BEDMINSTER, N.J., and DUBLIN, Ireland, May 8, 2012 (GLOBE NEWSWIRE) -- Amarin Corporation plc (Nasdaq:AMRN), a late-stage biopharmaceutical company focused on cardiovascular disease, today announced financial results for the quarter ended March 31, 2012 and provided an update on company operations.

Amarin noted the following highlights since the quarter ended December 31, 2011:

  • Received Notice of Allowance for patent application 12/052,598 known as the EPA with no DHA in a capsule application
  • Strengthened balance sheet with the issuance of $150M exchangeable senior notes ending Q1 2012 with a cash balance of $245.8 million
  • Received notification from FDA that no Advisory Committee meeting will be scheduled in connection with its review of the AMR101 NDA
  • Appointed industry veteran Steve Ketchum to head research and development
  • Continued progress with AMR101 NDA review (PDUFA date of July 26)

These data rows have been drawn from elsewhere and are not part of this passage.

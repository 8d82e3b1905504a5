use std::collections::HashMap;
use std::sync::{Arc, Mutex, MutexGuard};

use tracing::debug;

use revpub_store::{Connector, RemoteStore, StoreUrl};
use revpub_types::error::Result;

/// A cached session. Sessions are not meant for concurrent use; holders
/// lock it for the duration of each operation.
pub type SharedStore = Arc<Mutex<Box<dyn RemoteStore>>>;

/// Lock a shared session, recovering from a poisoned lock.
pub fn lock_store(store: &SharedStore) -> MutexGuard<'_, Box<dyn RemoteStore>> {
    store.lock().unwrap_or_else(|e| e.into_inner())
}

/// Sessions keyed by `scheme:host`, shared by every repository handle
/// constructed with the same cache.
///
/// A single mutex covers lookup-or-connect, so concurrent callers asking
/// for the same destination connect once. Each entry keeps its store root
/// so lookups never wait on a session in use.
#[derive(Default)]
pub struct ConnectionCache {
    connections: Mutex<HashMap<String, CachedConnection>>,
}

struct CachedConnection {
    root: StoreUrl,
    store: SharedStore,
}

impl ConnectionCache {
    pub fn new() -> Self {
        Self::default()
    }

    /// Cached session for `url`'s destination, connecting on first use.
    /// A cached session whose store does not contain `url` is replaced.
    pub fn get_or_connect(&self, connector: &dyn Connector, url: &StoreUrl) -> Result<SharedStore> {
        let key = url.connection_key();
        let mut connections = self.connections.lock().unwrap_or_else(|e| e.into_inner());
        if let Some(existing) = connections.get(&key) {
            if url.relative_to(&existing.root).is_some() {
                debug!(key = %key, "reusing cached connection");
                return Ok(Arc::clone(&existing.store));
            }
            debug!(key = %key, url = %url, "cached connection is for another store; reconnecting");
        }
        let store = connector.connect(url)?;
        let root = store.repository_root().clone();
        debug!(key = %key, root = %root, "opened connection");
        let shared = Arc::new(Mutex::new(store));
        connections.insert(
            key,
            CachedConnection {
                root,
                store: Arc::clone(&shared),
            },
        );
        Ok(shared)
    }

    pub fn len(&self) -> usize {
        self.connections
            .lock()
            .unwrap_or_else(|e| e.into_inner())
            .len()
    }

    pub fn is_empty(&self) -> bool {
        self.len() == 0
    }

    pub fn clear(&self) {
        self.connections
            .lock()
            .unwrap_or_else(|e| e.into_inner())
            .clear();
    }
}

"The first quarter was very positive for Amarin as we made significant progress on many fronts highlighted by the Notice of Allowance for the '598 patent application," stated Joseph Zakrzewski, Amarin's Chairman and Chief Executive Officer. "With the MARINE indication PDUFA date in July 2012, we are advancing our business plan to maximize the value of AMR101 which we believe is differentiated in its class with the potential to redefine lipid management therapy."

Operational update

AMR101 intellectual property update

A top priority for Amarin in the first quarter of 2012 was, and continues to be the ongoing prosecution of the company's patent application portfolio consisting of greater than 16 patent applications. On March 20, Amarin announced that the United States Patent Trademark Office issued a Notice of Allowance for Amarin's patent application 12/052,598 titled "Highly Purified Ethyl EPA and Other EPA Derivatives." Amarin submitted the fee associated with this application and expects the patent to issue within the customary period. Amarin's strategy for enhancing the competitive position of AMR101 consists of pursuing robust patent protection, seeking regulatory exclusivity, maintaining trade secrets and taking advantage of manufacturing barriers to entry, with the goal of protecting the commercial potential of AMR101 until 2030 and beyond.

AMR101 regulatory update

Amarin's New Drug Application (NDA) on file with the U.S. Food and Drug Administration (FDA) requesting approval of AMR101 for use in the treatment of patients with very high triglycerides (≥500 mg/dL), the patient population studied in Amarin's MARINE Phase 3 trial, has been assigned a Prescription Drug User Fee Act (PDUFA) date of July 26, 2012. Amarin is currently supporting the FDA's review of the NDA. Amarin reiterates prior guidance regarding expectations for both AMR101 approval in the second half of 2012, and commercial launch in Q1 2013. 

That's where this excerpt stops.